PROVIDED DATA:
==*==

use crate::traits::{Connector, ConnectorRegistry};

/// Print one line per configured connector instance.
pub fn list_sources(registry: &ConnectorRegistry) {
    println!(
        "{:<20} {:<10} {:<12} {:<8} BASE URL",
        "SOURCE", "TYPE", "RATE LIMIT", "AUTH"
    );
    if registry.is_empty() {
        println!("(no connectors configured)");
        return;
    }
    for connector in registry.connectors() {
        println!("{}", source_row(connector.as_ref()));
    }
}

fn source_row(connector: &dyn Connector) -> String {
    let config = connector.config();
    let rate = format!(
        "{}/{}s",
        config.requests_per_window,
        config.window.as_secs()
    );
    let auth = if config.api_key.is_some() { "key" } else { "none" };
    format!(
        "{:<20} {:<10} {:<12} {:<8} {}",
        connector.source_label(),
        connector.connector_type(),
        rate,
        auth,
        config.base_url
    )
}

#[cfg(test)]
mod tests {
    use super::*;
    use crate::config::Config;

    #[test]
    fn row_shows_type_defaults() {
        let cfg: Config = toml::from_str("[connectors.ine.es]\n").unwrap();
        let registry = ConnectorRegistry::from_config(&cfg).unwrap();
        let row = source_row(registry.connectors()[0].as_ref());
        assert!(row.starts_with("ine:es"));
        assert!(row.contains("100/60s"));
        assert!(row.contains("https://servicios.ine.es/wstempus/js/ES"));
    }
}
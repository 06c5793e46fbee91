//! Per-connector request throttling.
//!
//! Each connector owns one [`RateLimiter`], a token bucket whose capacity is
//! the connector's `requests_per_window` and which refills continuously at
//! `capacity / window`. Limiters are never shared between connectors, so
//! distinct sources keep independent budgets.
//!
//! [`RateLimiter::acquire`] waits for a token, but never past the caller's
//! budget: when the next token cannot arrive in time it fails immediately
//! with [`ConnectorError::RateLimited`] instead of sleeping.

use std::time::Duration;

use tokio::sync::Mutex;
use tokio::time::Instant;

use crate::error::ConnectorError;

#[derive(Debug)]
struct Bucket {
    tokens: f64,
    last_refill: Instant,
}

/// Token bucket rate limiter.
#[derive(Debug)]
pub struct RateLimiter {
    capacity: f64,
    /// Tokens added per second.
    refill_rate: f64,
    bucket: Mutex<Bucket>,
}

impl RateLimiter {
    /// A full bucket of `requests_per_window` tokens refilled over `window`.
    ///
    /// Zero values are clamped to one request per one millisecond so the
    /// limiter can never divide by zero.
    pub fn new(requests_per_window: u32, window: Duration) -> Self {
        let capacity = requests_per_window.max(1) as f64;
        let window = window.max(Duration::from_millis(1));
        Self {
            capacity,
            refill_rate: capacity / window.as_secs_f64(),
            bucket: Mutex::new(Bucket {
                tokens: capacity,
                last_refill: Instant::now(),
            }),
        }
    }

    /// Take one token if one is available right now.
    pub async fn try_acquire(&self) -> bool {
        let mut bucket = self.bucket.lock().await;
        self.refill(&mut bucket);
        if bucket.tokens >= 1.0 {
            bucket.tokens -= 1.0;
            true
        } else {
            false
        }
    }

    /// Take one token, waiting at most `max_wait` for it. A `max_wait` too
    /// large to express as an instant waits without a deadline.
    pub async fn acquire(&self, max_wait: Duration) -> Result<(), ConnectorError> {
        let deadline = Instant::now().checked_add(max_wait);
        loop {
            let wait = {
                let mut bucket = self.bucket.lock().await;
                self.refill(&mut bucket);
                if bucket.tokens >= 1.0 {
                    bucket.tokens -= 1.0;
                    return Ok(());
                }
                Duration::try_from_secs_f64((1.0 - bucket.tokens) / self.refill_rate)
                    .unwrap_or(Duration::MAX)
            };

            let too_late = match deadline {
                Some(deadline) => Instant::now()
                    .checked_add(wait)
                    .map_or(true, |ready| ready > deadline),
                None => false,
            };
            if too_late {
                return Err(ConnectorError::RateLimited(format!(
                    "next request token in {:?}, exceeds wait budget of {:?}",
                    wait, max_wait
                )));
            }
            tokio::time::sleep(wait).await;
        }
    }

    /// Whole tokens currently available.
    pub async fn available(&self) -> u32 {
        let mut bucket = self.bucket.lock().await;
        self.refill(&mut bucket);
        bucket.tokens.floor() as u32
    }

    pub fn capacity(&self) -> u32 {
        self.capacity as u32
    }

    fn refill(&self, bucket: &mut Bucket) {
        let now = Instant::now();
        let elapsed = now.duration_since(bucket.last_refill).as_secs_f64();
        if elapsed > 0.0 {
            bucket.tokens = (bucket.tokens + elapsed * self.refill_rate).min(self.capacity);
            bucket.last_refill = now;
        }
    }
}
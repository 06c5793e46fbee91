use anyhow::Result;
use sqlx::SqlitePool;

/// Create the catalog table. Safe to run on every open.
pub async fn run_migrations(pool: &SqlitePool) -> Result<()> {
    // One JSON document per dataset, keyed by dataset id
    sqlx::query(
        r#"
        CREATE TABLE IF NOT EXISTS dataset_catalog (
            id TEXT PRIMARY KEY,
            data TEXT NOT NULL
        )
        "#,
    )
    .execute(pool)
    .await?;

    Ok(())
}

==*==

ACTIVITY:
All of the material above needs to be output exactly, with no line left out.

RESULT OF THE TASK:
use crate::traits::{Connector, ConnectorRegistry};

/// Print one line per configured connector instance.
pub fn list_sources(registry: &ConnectorRegistry) {
    println!(
        "{:<20} {:<10} {:<12} {:<8} BASE URL",
        "SOURCE", "TYPE", "RATE LIMIT", "AUTH"
    );
    if registry.is_empty() {
        println!("(no connectors configured)");
        return;
    }
    for connector in registry.connectors() {
        println!("{}", source_row(connector.as_ref()));
    }
}

fn source_row(connector: &dyn Connector) -> String {
    let config = connector.config();
    let rate = format!(
        "{}/{}s",
        config.requests_per_window,
        config.window.as_secs()
    );
    let auth = if config.api_key.is_some() { "key" } else { "none" };
    format!(
        "{:<20} {:<10} {:<12} {:<8} {}",
        connector.source_label(),
        connector.connector_type(),
        rate,
        auth,
        config.base_url
    )
}

#[cfg(test)]
mod tests {
    use super::*;
    use crate::config::Config;

    #[test]
    fn row_shows_type_defaults() {
        let cfg: Config = toml::from_str("[connectors.ine.es]\n").unwrap();
        let registry = ConnectorRegistry::from_config(&cfg).unwrap();
        let row = source_row(registry.connectors()[0].as_ref());
        assert!(row.starts_with("ine:es"));
        assert!(row.contains("100/60s"));
        assert!(row.contains("https://servicios.ine.es/wstempus/js/ES"));
    }
}
repository 06c5793e46fbee91
//! Per-connector request throttling.
//!
//! Each connector owns one [`RateLimiter`], a token bucket whose capacity is
//! the connector's `requests_per_window` and which refills continuously at
//! `capacity / window`. Limiters are never shared between connectors, so
//! distinct sources keep independent budgets.
//!
//! [`RateLimiter::acquire`] waits for a token, but never past the caller's
//! budget: when the next token cannot arrive in time it fails immediately
//! with [`ConnectorError::RateLimited`] instead of sleeping.

use std::time::Duration;

use tokio::sync::Mutex;
use tokio::time::Instant;

use crate::error::ConnectorError;

#[derive(Debug)]
struct Bucket {
    tokens: f64,
    last_refill: Instant,
}

/// Token bucket rate limiter.
#[derive(Debug)]
pub struct RateLimiter {
    capacity: f64,
    /// Tokens added per second.
    refill_rate: f64,
    bucket: Mutex<Bucket>,
}

impl RateLimiter {
    /// A full bucket of `requests_per_window` tokens refilled over `window`.
    ///
    /// Zero values are clamped to one request per one millisecond so the
    /// limiter can never divide by zero.
    pub fn new(requests_per_window: u32, window: Duration) -> Self {
        let capacity = requests_per_window.max(1) as f64;
        let window = window.max(Duration::from_millis(1));
        Self {
            capacity,
            refill_rate: capacity / window.as_secs_f64(),
            bucket: Mutex::new(Bucket {
                tokens: capacity,
                last_refill: Instant::now(),
            }),
        }
    }

    /// Take one token if one is available right now.
    pub async fn try_acquire(&self) -> bool {
        let mut bucket = self.bucket.lock().await;
        self.refill(&mut bucket);
        if bucket.tokens >= 1.0 {
            bucket.tokens -= 1.0;
            true
        } else {
            false
        }
    }

    /// Take one token, waiting at most `max_wait` for it. A `max_wait` too
    /// large to express as an instant waits without a deadline.
    pub async fn acquire(&self, max_wait: Duration) -> Result<(), ConnectorError> {
        let deadline = Instant::now().checked_add(max_wait);
        loop {
            let wait = {
                let mut bucket = self.bucket.lock().await;
                self.refill(&mut bucket);
                if bucket.tokens >= 1.0 {
                    bucket.tokens -= 1.0;
                    return Ok(());
                }
                Duration::try_from_secs_f64((1.0 - bucket.tokens) / self.refill_rate)
                    .unwrap_or(Duration::MAX)
            };

            let too_late = match deadline {
                Some(deadline) => Instant::now()
                    .checked_add(wait)
                    .map_or(true, |ready| ready > deadline),
                None => false,
            };
            if too_late {
                return Err(ConnectorError::RateLimited(format!(
                    "next request token in {:?}, exceeds wait budget of {:?}",
                    wait, max_wait
                )));
            }
            tokio::time::sleep(wait).await;
        }
    }

    /// Whole tokens currently available.
    pub async fn available(&self) -> u32 {
        let mut bucket = self.bucket.lock().await;
        self.refill(&mut bucket);
        bucket.tokens.floor() as u32
    }

    pub fn capacity(&self) -> u32 {
        self.capacity as u32
    }

    fn refill(&self, bucket: &mut Bucket) {
        let now = Instant::now();
        let elapsed = now.duration_since(bucket.last_refill).as_secs_f64();
        if elapsed > 0.0 {
            bucket.tokens = (bucket.tokens + elapsed * self.refill_rate).min(self.capacity);
            bucket.last_refill = now;
        }
    }
}
repository 06c5793e46fbee91
use anyhow::Result;
use sqlx::SqlitePool;

/// Create the catalog table. Safe to run on every open.
pub async fn run_migrations(pool: &SqlitePool) -> Result<()> {
    // One JSON document per dataset, keyed by dataset id
    sqlx::query(
        r#"
        CREATE TABLE IF NOT EXISTS dataset_catalog (
            id TEXT PRIMARY KEY,
            data TEXT NOT NULL
        )
        "#,
    )
    .execute(pool)
    .await?;

    Ok(())
}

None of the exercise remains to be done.